By Sean Michael Kerner | Nov 27, 2017 | Print this Page
http://www.enterprisenetworkingplanet.com/datacenter/linux-foundations-open-network-automation-platform-issues-debut-amsterdam-release.html

The Open Network Automation Platform (ONAP) is out with is first real release, dubbed Amsterdam.

ONAP was first formed by the Linux Foundation in February 2017 as a consolidation of the AT&T-led ECOMP and China Mobile-led OPEN-O network automation projects. An initial code release release from ONAP came out in April, but the new Amsterdam release is the first full platform milestone.

Arpit Joshipura, general manager, networking and orchestration, at The Linux Foundation told EnterpriseNetworkingPlanet that there were 538 contributors from 46 member organization that helped to develop the ONAP Amsterdam release. Joshipura explained that a core design goal for ONAP was to decouple and modularize elements of the OPEN-O and ECOMP project to enable agility and further development.

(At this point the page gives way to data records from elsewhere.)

//! One-shot subcommands: `pair`, `logout`, `print`, `scan`, `status`.
//!
//! Each one drives the same [`AppShell`] the interactive shell uses, writes
//! its outcome to `out`, and returns an error when the action failed, so
//! that scripts see a non-zero exit code.

use std::io::Write;

use anyhow::{anyhow, bail, Context};
use bridge_client::application::dashboard::Dashboard;
use bridge_client::application::shell::AppShell;
use bridge_core::{AuthPhase, Route};
use tracing::debug;

use crate::cli::{Command, PairCommand};
use crate::views;

pub const NOT_PAIRED: &str = "Not paired with the bridge. Run `bridge-console pair request`, \
     then `bridge-console pair submit <CODE>`.";
pub const ALREADY_PAIRED: &str = "Already paired. Run `bridge-console logout` first to pair again.";

/// Runs one non-interactive command.
///
/// # Errors
///
/// Returns the message shown to the user when the action did not succeed.
pub async fn run_once<W: Write>(
    shell: &mut AppShell,
    command: Command,
    out: &mut W,
) -> anyhow::Result<()> {
    debug!(?command, "running one-shot command");
    match command {
        Command::Shell => bail!("the interactive shell is not a one-shot command"),
        Command::Pair {
            action: PairCommand::Request,
        } => request_code(shell, out).await,
        Command::Pair {
            action: PairCommand::Submit { code },
        } => submit_code(shell, &code, out).await,
        Command::Logout => logout(shell, out),
        Command::Print { text } => print(shell, text, out).await,
        Command::Scan => scan(shell, out).await,
        Command::Status => status(shell, out).await,
    }
}

async fn request_code<W: Write>(shell: &mut AppShell, out: &mut W) -> anyhow::Result<()> {
    shell.request_pairing_code().await;
    if let Some(error) = shell.auth().error_message() {
        bail!("{error}");
    }
    writeln!(out, "A pairing code is now shown on the bridge screen.")?;
    Ok(())
}

async fn submit_code<W: Write>(
    shell: &mut AppShell,
    code: &str,
    out: &mut W,
) -> anyhow::Result<()> {
    if shell.phase() == AuthPhase::Authenticated {
        bail!(ALREADY_PAIRED);
    }
    shell.navigate(Route::Pairing.path())?;
    shell.set_pairing_code(code);
    if shell.submit_pairing_code().await? {
        writeln!(out, "Paired with the bridge.")?;
        return Ok(());
    }
    let error = shell
        .auth()
        .error_message()
        .unwrap_or("Pairing failed.")
        .to_string();
    Err(anyhow!(error))
}

fn logout<W: Write>(shell: &mut AppShell, out: &mut W) -> anyhow::Result<()> {
    shell.logout()?;
    if let Some(error) = shell.auth().error_message() {
        bail!("{error}");
    }
    writeln!(out, "Logged out.")?;
    Ok(())
}

/// Shows the dashboard and waits for both devices' first status answer.
async fn open_dashboard(shell: &mut AppShell) -> anyhow::Result<&mut Dashboard> {
    shell.navigate(Route::Dashboard.path())?;
    let dashboard = shell.dashboard_mut().ok_or_else(|| anyhow!(NOT_PAIRED))?;
    dashboard.wait_for_status().await;
    Ok(dashboard)
}

async fn print<W: Write>(shell: &mut AppShell, text: String, out: &mut W) -> anyhow::Result<()> {
    let printer = open_dashboard(shell).await?.printer_mut();
    printer.set_input(text);
    printer.print().await;

    let status = printer.status().unwrap_or_default().to_string();
    // The input is only cleared once the bridge accepted the job.
    if !printer.input().is_empty() {
        bail!(status);
    }
    writeln!(out, "{status}")?;
    Ok(())
}

async fn scan<W: Write>(shell: &mut AppShell, out: &mut W) -> anyhow::Result<()> {
    let scanner = open_dashboard(shell).await?.scanner();
    if !scanner.readiness().is_ready() {
        bail!(bridge_client::application::scanner::SCANNER_NOT_READY);
    }
    let accepted = scanner.scan().await;
    let status = scanner
        .status()
        .context("the scanner panel reported no status")?;
    if !accepted {
        bail!(status);
    }
    writeln!(out, "{status}")?;
    Ok(())
}

async fn status<W: Write>(shell: &mut AppShell, out: &mut W) -> anyhow::Result<()> {
    let snapshot = open_dashboard(shell).await?.snapshot();
    write!(out, "{}", views::dashboard::render(&snapshot))?;
    Ok(())
}

// ── Tests ─────────────────────────────────────────────────────────────────────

"This is more than just ECOMP and OPEN-O, there is new code and functionality that doesn't exist in either of the original projects," Mazin Gilbert, ONAP Technical Steering Committee (TSC) chair, and vice president, advanced technology, at AT&T Labs, told EnterpriseNetworkingPlanet. "So in the end what we have is the best of both worlds from ECOMP and OPEN-O, plus new functionality."

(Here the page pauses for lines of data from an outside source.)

//! Connection setup for the realtime hub: negotiate, WebSocket upgrade,
//! handshake.
//!
//! ```text
//! POST http://host/bridgeHub/negotiate?negotiateVersion=1
//!   ◄── {"connectionToken":"abc","connectionId":"...","availableTransports":[...]}
//! GET  ws://host/bridgeHub?id=abc   (WebSocket upgrade)
//!   ──► {"protocol":"json","version":1}\x1E
//!   ◄── {}\x1E
//! ```
//!
//! When `skip_negotiation` is set the first step is skipped and the socket
//! is opened directly at `ws://host/bridgeHub`.

use bridge_core::protocol::{handshake_request, parse_handshake_response, HubFrameReader};
use futures_util::{SinkExt, StreamExt};
use reqwest::Url;
use serde::Deserialize;
use tokio::net::TcpStream;
use tokio_tungstenite::{connect_async, tungstenite::Message, MaybeTlsStream, WebSocketStream};
use tracing::{debug, info};

use super::{RealtimeConfig, RealtimeError};

pub(crate) type HubSocket = WebSocketStream<MaybeTlsStream<TcpStream>>;

#[derive(Debug, Deserialize)]
#[serde(rename_all = "camelCase")]
struct NegotiateResponse {
    #[serde(default)]
    connection_token: Option<String>,
    #[serde(default)]
    connection_id: Option<String>,
    #[serde(default)]
    error: Option<String>,
}

/// `{base_url}{hub_path}` with exactly one slash between them.
pub fn hub_http_url(base_url: &str, hub_path: &str) -> String {
    format!(
        "{}/{}",
        base_url.trim_end_matches('/'),
        hub_path.trim_start_matches('/')
    )
}

/// Turns the hub's HTTP URL into its WebSocket URL, appending the connection
/// token from negotiation when there is one.
///
/// # Errors
///
/// Returns [`RealtimeError::InvalidUrl`] if the URL does not parse or does not
/// use `http`/`https`.
pub fn websocket_url(hub_url: &str, connection_token: Option<&str>) -> Result<Url, RealtimeError> {
    let invalid = |reason: &str| RealtimeError::InvalidUrl {
        url: hub_url.to_string(),
        reason: reason.to_string(),
    };

    let mut url = Url::parse(hub_url).map_err(|e| invalid(&e.to_string()))?;
    let scheme = match url.scheme() {
        "http" => "ws",
        "https" => "wss",
        _ => return Err(invalid("expected an http or https URL")),
    };
    url.set_scheme(scheme)
        .map_err(|()| invalid("cannot switch to a WebSocket scheme"))?;

    if let Some(token) = connection_token {
        url.query_pairs_mut().append_pair("id", token);
    }
    Ok(url)
}

/// Runs the negotiate request and returns the connection token, if any.
async fn negotiate(http: &reqwest::Client, hub_url: &str) -> Result<Option<String>, RealtimeError> {
    let url = format!("{hub_url}/negotiate?negotiateVersion=1");
    debug!(%url, "negotiating realtime connection");

    let response = http
        .post(&url)
        .send()
        .await
        .and_then(reqwest::Response::error_for_status)
        .map_err(|e| RealtimeError::Negotiate(e.to_string()))?;
    let body: NegotiateResponse = response
        .json()
        .await
        .map_err(|e| RealtimeError::Negotiate(e.to_string()))?;

    if let Some(error) = body.error {
        return Err(RealtimeError::NegotiateRejected(error));
    }
    Ok(body.connection_token.or(body.connection_id))
}

/// Reads frames until the handshake response record is complete.
async fn read_handshake(
    socket: &mut HubSocket,
    reader: &mut HubFrameReader,
) -> Result<String, RealtimeError> {
    loop {
        if let Some(record) = reader.next_record() {
            return Ok(record);
        }
        match socket.next().await {
            Some(Ok(Message::Text(text))) => reader.feed(&text),
            Some(Ok(Message::Close(_))) | None => return Err(RealtimeError::ClosedDuringHandshake),
            Some(Ok(_)) => {}
            Some(Err(e)) => return Err(e.into()),
        }
    }
}

/// Opens a hub connection and completes the handshake.
///
/// Returns the socket and the frame reader, which may already hold records
/// the hub sent right after its handshake response.
pub(crate) async fn open(
    http: &reqwest::Client,
    config: &RealtimeConfig,
) -> Result<(HubSocket, HubFrameReader), RealtimeError> {
    let hub_url = hub_http_url(&config.base_url, &config.hub_path);
    let token = if config.skip_negotiation {
        None
    } else {
        negotiate(http, &hub_url).await?
    };
    let ws_url = websocket_url(&hub_url, token.as_deref())?;

    debug!(url = %ws_url, "opening realtime WebSocket");
    let (mut socket, _response) = connect_async(ws_url.as_str()).await?;

    socket.send(Message::Text(handshake_request())).await?;

    let mut reader = HubFrameReader::new();
    let ack = tokio::time::timeout(config.server_timeout, read_handshake(&mut socket, &mut reader))
        .await
        .map_err(|_| RealtimeError::HandshakeTimeout(config.server_timeout))??;
    parse_handshake_response(&ack)?;

    info!(hub = %hub_url, "realtime hub handshake complete");
    Ok((socket, reader))
}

The actual ONAP Amsterdam release is abstracted from any one specific programming language, thanks in part to the use of Docker containers.

From an architecture perspective, there are several key elements to the ONAP Amsterdam platform. Gilbert explained that there are Design-Time services that include resource onboarding, service and product design as well as policy creation and validation.

Run-Time services pull from an ONAP catalog, and provide orchestration and management of the services. There are also common services across ONAP deployment including data movement as a Platform (DMaaP), logging and a microservices bus. The ONAP platform also plugs into various third-party controllers and can run on multiple types of cloud including OpenStack, Amazon and Microsoft Azure.

AT&T is already using ONAP in early deployments as are Orange, China Mobile, Bell and Vodafone.

The next major release for ONAP is currently scheduled for the summer of 2018 and is code-named Beijing. That release will further add incremental functionality to ONAP for 5G, as well as enterprise use-cases.